*Problem to solve*.
Every entry should be repeated exactly as written.

*Material for this exercise*.

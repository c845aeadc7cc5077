// src/formatting.rs
//
// Display formatting for timestamps coming back from the backend.
//
// Output follows en-US conventions: `02:30 PM` and `Jan 5, 2024`.
// Invalid input never fails; it renders as "Invalid Date".

use chrono::{DateTime, Local, NaiveDate, NaiveDateTime, TimeZone, Utc};

pub const INVALID_DATE: &str = "Invalid Date";

const TIME_FORMAT: &str = "%I:%M %p";
const DATE_FORMAT: &str = "%b %-d, %Y";

/// A point in time as the backend or UI hands it over.
#[derive(Debug, Clone, PartialEq)]
pub enum Timestamp {
    /// Milliseconds since the Unix epoch.
    Millis(i64),
    /// RFC 3339 / ISO 8601 text. Date-times without an offset are read in
    /// the target timezone; bare dates are UTC midnight.
    Text(String),
}

impl From<i64> for Timestamp {
    fn from(ms: i64) -> Self {
        Timestamp::Millis(ms)
    }
}

impl From<&str> for Timestamp {
    fn from(text: &str) -> Self {
        Timestamp::Text(text.to_string())
    }
}

impl From<String> for Timestamp {
    fn from(text: String) -> Self {
        Timestamp::Text(text)
    }
}

impl<Tz: TimeZone> From<DateTime<Tz>> for Timestamp {
    fn from(dt: DateTime<Tz>) -> Self {
        Timestamp::Millis(dt.timestamp_millis())
    }
}

impl Timestamp {
    pub fn resolve<Tz: TimeZone>(&self, tz: &Tz) -> Option<DateTime<Tz>> {
        match self {
            Timestamp::Millis(ms) => Utc
                .timestamp_millis_opt(*ms)
                .single()
                .map(|dt| dt.with_timezone(tz)),
            Timestamp::Text(text) => parse_text(text.trim(), tz),
        }
    }
}

fn parse_text<Tz: TimeZone>(text: &str, tz: &Tz) -> Option<DateTime<Tz>> {
    if let Ok(dt) = DateTime::parse_from_rfc3339(text) {
        return Some(dt.with_timezone(tz));
    }

    for pattern in ["%Y-%m-%dT%H:%M:%S%.f", "%Y-%m-%dT%H:%M"] {
        if let Ok(naive) = NaiveDateTime::parse_from_str(text, pattern) {
            return tz.from_local_datetime(&naive).earliest();
        }
    }

    NaiveDate::parse_from_str(text, "%Y-%m-%d")
        .ok()
        .and_then(|date| date.and_hms_opt(0, 0, 0))
        .map(|naive| Utc.from_utc_datetime(&naive).with_timezone(tz))
}

fn format_in<Tz>(ts: Timestamp, tz: &Tz, pattern: &str) -> String
where
    Tz: TimeZone,
    Tz::Offset: std::fmt::Display,
{
    match ts.resolve(tz) {
        Some(dt) => dt.format(pattern).to_string(),
        None => INVALID_DATE.to_string(),
    }
}

/// Hour and minute in local time, e.g. `02:30 PM`.
pub fn format_time(ts: impl Into<Timestamp>) -> String {
    format_time_in(ts, &Local)
}

/// Month, day and year in local time, e.g. `Jan 5, 2024`.
pub fn format_date(ts: impl Into<Timestamp>) -> String {
    format_date_in(ts, &Local)
}

pub fn format_time_in<Tz>(ts: impl Into<Timestamp>, tz: &Tz) -> String
where
    Tz: TimeZone,
    Tz::Offset: std::fmt::Display,
{
    format_in(ts.into(), tz, TIME_FORMAT)
}

pub fn format_date_in<Tz>(ts: impl Into<Timestamp>, tz: &Tz) -> String
where
    Tz: TimeZone,
    Tz::Offset: std::fmt::Display,
{
    format_in(ts.into(), tz, DATE_FORMAT)
}

#[cfg(test)]
mod tests {
    use super::*;
    use chrono::FixedOffset;

    #[test]
    fn test_time_from_rfc3339() {
        assert_eq!(format_time_in("2024-03-09T14:05:00Z", &Utc), "02:05 PM");
        assert_eq!(format_time_in("2024-03-09T09:30:00Z", &Utc), "09:30 AM");
    }

    #[test]
    fn test_date_from_rfc3339() {
        assert_eq!(format_date_in("2024-01-05T10:00:00Z", &Utc), "Jan 5, 2024");
    }

    #[test]
    fn test_epoch_millis() {
        // 2023-11-14T22:13:20Z
        let ms = 1_700_000_000_000_i64;
        assert_eq!(format_time_in(ms, &Utc), "10:13 PM");
        assert_eq!(format_date_in(ms, &Utc), "Nov 14, 2023");
    }

    #[test]
    fn test_converted_to_target_timezone() {
        let central = FixedOffset::west_opt(6 * 3600).unwrap();
        assert_eq!(format_time_in("2024-03-09T02:00:00Z", &central), "08:00 PM");
        assert_eq!(format_date_in("2024-03-09T02:00:00Z", &central), "Mar 8, 2024");
    }

    #[test]
    fn test_naive_datetime_read_in_target_timezone() {
        let central = FixedOffset::west_opt(6 * 3600).unwrap();
        assert_eq!(format_time_in("2024-03-09T07:45:10.250", &central), "07:45 AM");
    }

    #[test]
    fn test_bare_date_is_utc_midnight() {
        assert_eq!(format_date_in("2024-07-04", &Utc), "Jul 4, 2024");
        assert_eq!(format_time_in("2024-07-04", &Utc), "12:00 AM");
    }

    #[test]
    fn test_invalid_input_renders_invalid_date() {
        assert_eq!(format_time_in("not a date", &Utc), INVALID_DATE);
        assert_eq!(format_date_in("", &Utc), INVALID_DATE);
        assert_eq!(format_date_in(i64::MAX, &Utc), INVALID_DATE);
    }

    #[test]
    fn test_local_variants_do_not_panic() {
        assert_eq!(format_date("garbage"), INVALID_DATE);
        assert!(!format_time(Utc::now()).is_empty());
    }
}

*Task answer*.
repository c845aeadc7cc5077
// src/formatting.rs
//
// Display formatting for timestamps coming back from the backend.
//
// Output follows en-US conventions: `02:30 PM` and `Jan 5, 2024`.
// Invalid input never fails; it renders as "Invalid Date".

use chrono::{DateTime, Local, NaiveDate, NaiveDateTime, TimeZone, Utc};

pub const INVALID_DATE: &str = "Invalid Date";

const TIME_FORMAT: &str = "%I:%M %p";
const DATE_FORMAT: &str = "%b %-d, %Y";

/// A point in time as the backend or UI hands it over.
#[derive(Debug, Clone, PartialEq)]
pub enum Timestamp {
    /// Milliseconds since the Unix epoch.
    Millis(i64),
    /// RFC 3339 / ISO 8601 text. Date-times without an offset are read in
    /// the target timezone; bare dates are UTC midnight.
    Text(String),
}

impl From<i64> for Timestamp {
    fn from(ms: i64) -> Self {
        Timestamp::Millis(ms)
    }
}

impl From<&str> for Timestamp {
    fn from(text: &str) -> Self {
        Timestamp::Text(text.to_string())
    }
}

impl From<String> for Timestamp {
    fn from(text: String) -> Self {
        Timestamp::Text(text)
    }
}

impl<Tz: TimeZone> From<DateTime<Tz>> for Timestamp {
    fn from(dt: DateTime<Tz>) -> Self {
        Timestamp::Millis(dt.timestamp_millis())
    }
}

impl Timestamp {
    pub fn resolve<Tz: TimeZone>(&self, tz: &Tz) -> Option<DateTime<Tz>> {
        match self {
            Timestamp::Millis(ms) => Utc
                .timestamp_millis_opt(*ms)
                .single()
                .map(|dt| dt.with_timezone(tz)),
            Timestamp::Text(text) => parse_text(text.trim(), tz),
        }
    }
}

fn parse_text<Tz: TimeZone>(text: &str, tz: &Tz) -> Option<DateTime<Tz>> {
    if let Ok(dt) = DateTime::parse_from_rfc3339(text) {
        return Some(dt.with_timezone(tz));
    }

    for pattern in ["%Y-%m-%dT%H:%M:%S%.f", "%Y-%m-%dT%H:%M"] {
        if let Ok(naive) = NaiveDateTime::parse_from_str(text, pattern) {
            return tz.from_local_datetime(&naive).earliest();
        }
    }

    NaiveDate::parse_from_str(text, "%Y-%m-%d")
        .ok()
        .and_then(|date| date.and_hms_opt(0, 0, 0))
        .map(|naive| Utc.from_utc_datetime(&naive).with_timezone(tz))
}

fn format_in<Tz>(ts: Timestamp, tz: &Tz, pattern: &str) -> String
where
    Tz: TimeZone,
    Tz::Offset: std::fmt::Display,
{
    match ts.resolve(tz) {
        Some(dt) => dt.format(pattern).to_string(),
        None => INVALID_DATE.to_string(),
    }
}

/// Hour and minute in local time, e.g. `02:30 PM`.
pub fn format_time(ts: impl Into<Timestamp>) -> String {
    format_time_in(ts, &Local)
}

/// Month, day and year in local time, e.g. `Jan 5, 2024`.
pub fn format_date(ts: impl Into<Timestamp>) -> String {
    format_date_in(ts, &Local)
}

pub fn format_time_in<Tz>(ts: impl Into<Timestamp>, tz: &Tz) -> String
where
    Tz: TimeZone,
    Tz::Offset: std::fmt::Display,
{
    format_in(ts.into(), tz, TIME_FORMAT)
}

pub fn format_date_in<Tz>(ts: impl Into<Timestamp>, tz: &Tz) -> String
where
    Tz: TimeZone,
    Tz::Offset: std::fmt::Display,
{
    format_in(ts.into(), tz, DATE_FORMAT)
}

#[cfg(test)]
mod tests {
    use super::*;
    use chrono::FixedOffset;

    #[test]
    fn test_time_from_rfc3339() {
        assert_eq!(format_time_in("2024-03-09T14:05:00Z", &Utc), "02:05 PM");
        assert_eq!(format_time_in("2024-03-09T09:30:00Z", &Utc), "09:30 AM");
    }

    #[test]
    fn test_date_from_rfc3339() {
        assert_eq!(format_date_in("2024-01-05T10:00:00Z", &Utc), "Jan 5, 2024");
    }

    #[test]
    fn test_epoch_millis() {
        // 2023-11-14T22:13:20Z
        let ms = 1_700_000_000_000_i64;
        assert_eq!(format_time_in(ms, &Utc), "10:13 PM");
        assert_eq!(format_date_in(ms, &Utc), "Nov 14, 2023");
    }

    #[test]
    fn test_converted_to_target_timezone() {
        let central = FixedOffset::west_opt(6 * 3600).unwrap();
        assert_eq!(format_time_in("2024-03-09T02:00:00Z", &central), "08:00 PM");
        assert_eq!(format_date_in("2024-03-09T02:00:00Z", &central), "Mar 8, 2024");
    }

    #[test]
    fn test_naive_datetime_read_in_target_timezone() {
        let central = FixedOffset::west_opt(6 * 3600).unwrap();
        assert_eq!(format_time_in("2024-03-09T07:45:10.250", &central), "07:45 AM");
    }

    #[test]
    fn test_bare_date_is_utc_midnight() {
        assert_eq!(format_date_in("2024-07-04", &Utc), "Jul 4, 2024");
        assert_eq!(format_time_in("2024-07-04", &Utc), "12:00 AM");
    }

    #[test]
    fn test_invalid_input_renders_invalid_date() {
        assert_eq!(format_time_in("not a date", &Utc), INVALID_DATE);
        assert_eq!(format_date_in("", &Utc), INVALID_DATE);
        assert_eq!(format_date_in(i64::MAX, &Utc), INVALID_DATE);
    }

    #[test]
    fn test_local_variants_do_not_panic() {
        assert_eq!(format_date("garbage"), INVALID_DATE);
        assert!(!format_time(Utc::now()).is_empty());
    }
}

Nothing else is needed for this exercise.